Write out the entries below exactly. End with the line that contains "fn status_of(record: &Record)".

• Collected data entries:
▽

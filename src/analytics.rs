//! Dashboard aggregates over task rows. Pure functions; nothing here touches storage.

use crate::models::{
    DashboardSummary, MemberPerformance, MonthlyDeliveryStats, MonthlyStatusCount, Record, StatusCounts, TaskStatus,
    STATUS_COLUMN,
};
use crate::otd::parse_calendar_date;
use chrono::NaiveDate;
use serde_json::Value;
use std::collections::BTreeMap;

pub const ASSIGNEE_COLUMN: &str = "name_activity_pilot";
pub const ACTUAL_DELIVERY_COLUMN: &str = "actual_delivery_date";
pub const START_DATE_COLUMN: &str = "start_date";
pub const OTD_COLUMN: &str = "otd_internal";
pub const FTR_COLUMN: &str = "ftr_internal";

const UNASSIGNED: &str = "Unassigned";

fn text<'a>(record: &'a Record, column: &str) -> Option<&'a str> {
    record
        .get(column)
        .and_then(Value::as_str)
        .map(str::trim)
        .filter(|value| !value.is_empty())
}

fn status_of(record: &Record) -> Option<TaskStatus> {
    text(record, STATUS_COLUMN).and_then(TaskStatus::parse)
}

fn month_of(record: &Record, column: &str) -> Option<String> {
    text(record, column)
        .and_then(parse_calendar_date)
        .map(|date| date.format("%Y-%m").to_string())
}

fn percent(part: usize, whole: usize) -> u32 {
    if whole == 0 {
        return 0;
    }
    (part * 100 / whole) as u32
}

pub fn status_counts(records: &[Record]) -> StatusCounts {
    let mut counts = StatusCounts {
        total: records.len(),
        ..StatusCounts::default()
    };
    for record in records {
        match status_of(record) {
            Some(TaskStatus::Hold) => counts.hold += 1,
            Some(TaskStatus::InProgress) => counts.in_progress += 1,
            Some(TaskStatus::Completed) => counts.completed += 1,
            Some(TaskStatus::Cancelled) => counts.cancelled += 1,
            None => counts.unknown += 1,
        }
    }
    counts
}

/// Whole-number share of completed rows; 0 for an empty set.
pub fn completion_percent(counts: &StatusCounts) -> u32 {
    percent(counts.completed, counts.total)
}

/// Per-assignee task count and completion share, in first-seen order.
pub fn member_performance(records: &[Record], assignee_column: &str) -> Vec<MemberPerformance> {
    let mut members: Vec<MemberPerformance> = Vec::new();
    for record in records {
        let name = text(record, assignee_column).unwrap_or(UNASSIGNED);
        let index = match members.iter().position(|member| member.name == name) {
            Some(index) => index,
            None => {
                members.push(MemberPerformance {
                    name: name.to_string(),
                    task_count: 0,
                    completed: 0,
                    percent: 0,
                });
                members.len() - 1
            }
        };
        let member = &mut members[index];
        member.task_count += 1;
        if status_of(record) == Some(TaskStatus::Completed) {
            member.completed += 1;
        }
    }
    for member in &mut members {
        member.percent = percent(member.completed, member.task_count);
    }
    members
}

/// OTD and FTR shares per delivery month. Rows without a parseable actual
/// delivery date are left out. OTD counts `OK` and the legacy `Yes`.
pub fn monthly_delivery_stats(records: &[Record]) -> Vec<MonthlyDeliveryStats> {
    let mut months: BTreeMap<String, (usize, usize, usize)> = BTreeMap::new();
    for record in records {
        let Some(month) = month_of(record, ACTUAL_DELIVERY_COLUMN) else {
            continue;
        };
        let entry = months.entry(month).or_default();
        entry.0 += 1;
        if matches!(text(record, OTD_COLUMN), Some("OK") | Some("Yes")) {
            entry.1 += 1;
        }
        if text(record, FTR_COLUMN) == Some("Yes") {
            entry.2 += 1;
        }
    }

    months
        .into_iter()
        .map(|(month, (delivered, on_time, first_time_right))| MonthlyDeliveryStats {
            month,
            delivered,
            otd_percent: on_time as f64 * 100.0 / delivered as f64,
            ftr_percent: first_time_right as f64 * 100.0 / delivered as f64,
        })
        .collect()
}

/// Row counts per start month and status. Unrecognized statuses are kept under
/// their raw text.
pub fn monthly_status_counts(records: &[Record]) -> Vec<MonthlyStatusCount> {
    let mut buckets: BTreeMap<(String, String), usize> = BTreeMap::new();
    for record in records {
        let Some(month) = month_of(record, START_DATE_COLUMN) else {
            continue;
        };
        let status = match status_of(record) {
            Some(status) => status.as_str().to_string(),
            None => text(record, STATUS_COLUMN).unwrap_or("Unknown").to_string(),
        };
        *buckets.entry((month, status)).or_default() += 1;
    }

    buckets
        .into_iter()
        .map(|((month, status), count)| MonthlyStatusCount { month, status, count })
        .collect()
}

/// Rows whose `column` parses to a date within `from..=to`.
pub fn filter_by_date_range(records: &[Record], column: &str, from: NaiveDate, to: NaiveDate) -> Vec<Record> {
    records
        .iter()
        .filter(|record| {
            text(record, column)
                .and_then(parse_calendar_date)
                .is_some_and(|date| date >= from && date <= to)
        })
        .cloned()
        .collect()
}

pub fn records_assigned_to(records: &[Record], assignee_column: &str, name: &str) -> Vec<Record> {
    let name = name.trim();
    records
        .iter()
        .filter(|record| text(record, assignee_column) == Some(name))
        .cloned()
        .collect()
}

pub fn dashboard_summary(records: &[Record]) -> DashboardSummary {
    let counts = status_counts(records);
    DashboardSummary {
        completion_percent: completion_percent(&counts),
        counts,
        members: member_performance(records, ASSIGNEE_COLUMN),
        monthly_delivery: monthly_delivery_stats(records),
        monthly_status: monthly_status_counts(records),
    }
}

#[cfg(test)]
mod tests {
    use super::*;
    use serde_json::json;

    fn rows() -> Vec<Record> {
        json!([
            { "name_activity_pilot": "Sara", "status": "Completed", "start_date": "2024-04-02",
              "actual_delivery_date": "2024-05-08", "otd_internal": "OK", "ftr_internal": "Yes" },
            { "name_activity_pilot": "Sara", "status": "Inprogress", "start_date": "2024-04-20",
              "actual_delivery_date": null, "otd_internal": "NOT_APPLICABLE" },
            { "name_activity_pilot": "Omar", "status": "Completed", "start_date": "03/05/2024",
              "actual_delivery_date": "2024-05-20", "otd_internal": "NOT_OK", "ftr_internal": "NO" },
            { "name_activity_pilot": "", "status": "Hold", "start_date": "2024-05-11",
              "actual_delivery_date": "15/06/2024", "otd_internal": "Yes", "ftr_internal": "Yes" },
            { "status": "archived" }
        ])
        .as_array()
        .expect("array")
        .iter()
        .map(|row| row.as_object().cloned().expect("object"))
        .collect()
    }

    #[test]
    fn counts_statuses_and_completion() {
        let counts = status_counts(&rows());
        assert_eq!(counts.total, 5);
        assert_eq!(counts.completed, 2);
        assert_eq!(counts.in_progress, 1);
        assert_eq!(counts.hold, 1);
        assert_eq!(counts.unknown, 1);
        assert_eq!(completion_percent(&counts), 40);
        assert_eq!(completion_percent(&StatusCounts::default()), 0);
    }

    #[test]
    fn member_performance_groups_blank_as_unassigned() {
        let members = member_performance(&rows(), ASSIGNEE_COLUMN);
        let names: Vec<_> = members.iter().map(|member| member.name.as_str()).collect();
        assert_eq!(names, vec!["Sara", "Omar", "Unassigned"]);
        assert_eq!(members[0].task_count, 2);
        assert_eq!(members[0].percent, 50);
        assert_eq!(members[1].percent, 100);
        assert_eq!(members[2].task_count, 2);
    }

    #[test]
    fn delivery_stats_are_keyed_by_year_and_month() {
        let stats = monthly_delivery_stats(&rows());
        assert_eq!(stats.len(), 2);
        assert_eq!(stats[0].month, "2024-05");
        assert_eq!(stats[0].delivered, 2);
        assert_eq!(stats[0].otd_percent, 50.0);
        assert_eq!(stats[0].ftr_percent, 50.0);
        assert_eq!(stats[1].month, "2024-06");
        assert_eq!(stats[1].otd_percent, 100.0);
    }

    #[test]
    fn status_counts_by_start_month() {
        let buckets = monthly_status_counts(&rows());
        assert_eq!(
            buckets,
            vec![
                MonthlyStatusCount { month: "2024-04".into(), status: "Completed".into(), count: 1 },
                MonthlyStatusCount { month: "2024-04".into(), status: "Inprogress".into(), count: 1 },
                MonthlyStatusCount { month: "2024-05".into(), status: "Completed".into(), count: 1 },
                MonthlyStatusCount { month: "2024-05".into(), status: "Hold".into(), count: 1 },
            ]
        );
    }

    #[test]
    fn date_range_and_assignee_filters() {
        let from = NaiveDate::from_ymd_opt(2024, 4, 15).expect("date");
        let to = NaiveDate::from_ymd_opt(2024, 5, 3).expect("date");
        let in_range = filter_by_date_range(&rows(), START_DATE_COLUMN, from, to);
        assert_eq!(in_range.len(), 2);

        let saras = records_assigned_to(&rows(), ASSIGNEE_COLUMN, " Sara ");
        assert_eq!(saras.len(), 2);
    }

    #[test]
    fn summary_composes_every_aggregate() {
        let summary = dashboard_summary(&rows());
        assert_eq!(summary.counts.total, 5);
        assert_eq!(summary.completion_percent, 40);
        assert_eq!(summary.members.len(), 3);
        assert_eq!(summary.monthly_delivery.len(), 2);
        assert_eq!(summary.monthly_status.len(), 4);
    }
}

△

• Written reply:
filename src/analytics.rs
//! Dashboard aggregates over task rows. Pure functions; nothing here touches storage.

use crate::models::{
    DashboardSummary, MemberPerformance, MonthlyDeliveryStats, MonthlyStatusCount, Record, StatusCounts, TaskStatus,
    STATUS_COLUMN,
};
use crate::otd::parse_calendar_date;
use chrono::NaiveDate;
use serde_json::Value;
use std::collections::BTreeMap;

pub const ASSIGNEE_COLUMN: &str = "name_activity_pilot";
pub const ACTUAL_DELIVERY_COLUMN: &str = "actual_delivery_date";
pub const START_DATE_COLUMN: &str = "start_date";
pub const OTD_COLUMN: &str = "otd_internal";
pub const FTR_COLUMN: &str = "ftr_internal";

const UNASSIGNED: &str = "Unassigned";

fn text<'a>(record: &'a Record, column: &str) -> Option<&'a str> {
    record
        .get(column)
        .and_then(Value::as_str)
        .map(str::trim)
        .filter(|value| !value.is_empty())
}

fn status_of(record: &Record) -> Option<TaskStatus> {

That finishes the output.